Table 3 Coefficient of correlation at different H/h_v

Fig. 7

Relation between the vegetation density and entropy parameter

In natural vegetated sections having submerged flexible stems, the measurement of depth-averaged velocity is complex, tedious, and even during monsoon, it is associated with high-risk factors. However, in the present study, the relationship derived between the channel entropy parameter, vegetation density, and degree of submergence can be used to estimate depth-averaged velocity in the open channel. For instance, gathering the vegetation characteristics such as the plant height and the vegetation density, the entropy parameter (M) in any section can be calculated from the derived relationship as presented in Fig. 5. Thus, by knowing the M and the maximum velocity information, the depth-averaged velocity at different sections can be calculated using Eq. 12. Again, from the known M, the vertical velocity profiles to varying degrees of vegetation density and submergence ratio can be derived along the vertical water column (from bed to the free surface).

Conclusion

Vegetation plays a pivotal role in ecosystem dynamics and biodiversity restoration.

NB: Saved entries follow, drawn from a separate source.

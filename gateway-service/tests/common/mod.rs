use std::sync::Arc;

use auth::TokenCodec;
use chrono::Duration;
use gateway_service::domain::identity::models::IdentityName;
use gateway_service::domain::identity::service::IdentityService;
use gateway_service::inbound::http::router::create_router;
use gateway_service::outbound::documents::JsonFileDocumentStore;
use gateway_service::outbound::repositories::InMemoryIdentityRepository;

pub const TEST_SECRET: &[u8] = b"test-secret-key-for-jwt-signing-at-least-32-bytes";

/// Test application that spawns a real server on an OS-assigned port.
///
/// Uses the in-memory credential store and a temp-file document store so
/// the suite runs without external infrastructure.
pub struct TestApp {
    pub address: String,
    pub api_client: reqwest::Client,
    /// Codec sharing the server's secret, for crafting tokens in
    /// negative tests.
    pub codec: TokenCodec,
}

impl TestApp {
    /// Spawn the application in a background task and return TestApp
    pub async fn spawn() -> Self {
        let listener = tokio::net::TcpListener::bind("127.0.0.1:0")
            .await
            .expect("Failed to bind random port");
        let port = listener.local_addr().unwrap().port();
        let address = format!("http://127.0.0.1:{}", port);

        let identity_repository = Arc::new(InMemoryIdentityRepository::new());
        let identity_service = Arc::new(IdentityService::new(
            identity_repository,
            TokenCodec::new(TEST_SECRET).expect("Failed to create codec"),
            Duration::hours(5),
        ));

        let documents_path = std::env::temp_dir().join(format!(
            "gateway-test-db-{}.json",
            uuid::Uuid::new_v4()
        ));
        let document_store = Arc::new(
            JsonFileDocumentStore::open(documents_path)
                .await
                .expect("Failed to open document store"),
        );

        let default_identity = IdentityName::new("admin".to_string()).unwrap();
        let router = create_router(identity_service, document_store, default_identity);

        // Spawn server in background
        tokio::spawn(async move {
            axum::serve(listener, router).await.expect("Server error");
        });

        Self {
            address,
            api_client: reqwest::Client::new(),
            codec: TokenCodec::new(TEST_SECRET).expect("Failed to create codec"),
        }
    }

    /// Helper to make GET request
    pub fn get(&self, path: &str) -> reqwest::RequestBuilder {
        self.api_client.get(format!("{}{}", self.address, path))
    }

    /// Helper to make GET request with the `token` header
    pub fn get_authenticated(&self, path: &str, token: &str) -> reqwest::RequestBuilder {
        self.get(path).header("token", token)
    }

    /// Helper to make POST request with the `token` header
    pub fn post_authenticated(&self, path: &str, token: &str) -> reqwest::RequestBuilder {
        self.api_client
            .post(format!("{}{}", self.address, path))
            .header("token", token)
    }

    /// Helper to make PUT request with the `token` header
    pub fn put_authenticated(&self, path: &str, token: &str) -> reqwest::RequestBuilder {
        self.api_client
            .put(format!("{}{}", self.address, path))
            .header("token", token)
    }

    /// Helper to make PATCH request with the `token` header
    pub fn patch_authenticated(&self, path: &str, token: &str) -> reqwest::RequestBuilder {
        self.api_client
            .patch(format!("{}{}", self.address, path))
            .header("token", token)
    }

    /// Helper to make DELETE request with the `token` header
    pub fn delete_authenticated(&self, path: &str, token: &str) -> reqwest::RequestBuilder {
        self.api_client
            .delete(format!("{}{}", self.address, path))
            .header("token", token)
    }

    /// Issue a token via `GET /auth` and return it.
    pub async fn issue_token(&self, name: Option<&str>) -> String {
        let path = match name {
            Some(name) => format!("/auth?name={}", name),
            None => "/auth".to_string(),
        };

        let response = self
            .get(&path)
            .send()
            .await
            .expect("Failed to execute request");
        assert_eq!(response.status(), reqwest::StatusCode::CREATED);

        let body: serde_json::Value = response.json().await.expect("Failed to parse response");
        body["currentToken"]
            .as_str()
            .expect("Missing currentToken")
            .to_string()
    }
}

This work applies a novel entropy-based vertical velocity distribution model in a vegetated channel with submerged flexible stems. The model is run with different vegetation densities, degrees of submergence, and flexural rigidity. A two-dimensional shallow-water model is employed in the study to compute the depth-averaged velocities and flow depth in the channel. The computed velocities are integrated with the entropy model to estimate the vertical profiles in the vegetated region. The performance of the model is evaluated by comparing the computed outputs with the outputs from the mixing length model and the experimental data. However, the results from the mixing length model show some anomaly in the results at a high \(H/{h}_{v}\) ratio. Apparently, the entropy model shows a good correlation with the experimental results during each simulation. In the second phase of the study, a relationship between the channel entropy parameter (M) and the vegetation characteristics was derived. Typically, the channel entropy parameter is primarily an indicator of channel geometry and morphological characteristics and invariant with the flow characteristics. However, the varying vegetation density alters the flow patterns leading to the modification of the entropy parameter. The relationship between the entropy parameter and vegetation density is calculated from the model, and a power-law relation is observed between these two parameters. The derived relationship between the entropy parameter and the vegetation characteristics provides a relatively easier approach to estimate the mean velocity in a vegetated channel. The study can be further extended to evaluate the variation of the entropy parameter with the vegetation density by incorporating the sediment characteristics in the channel flow under the vegetated environment.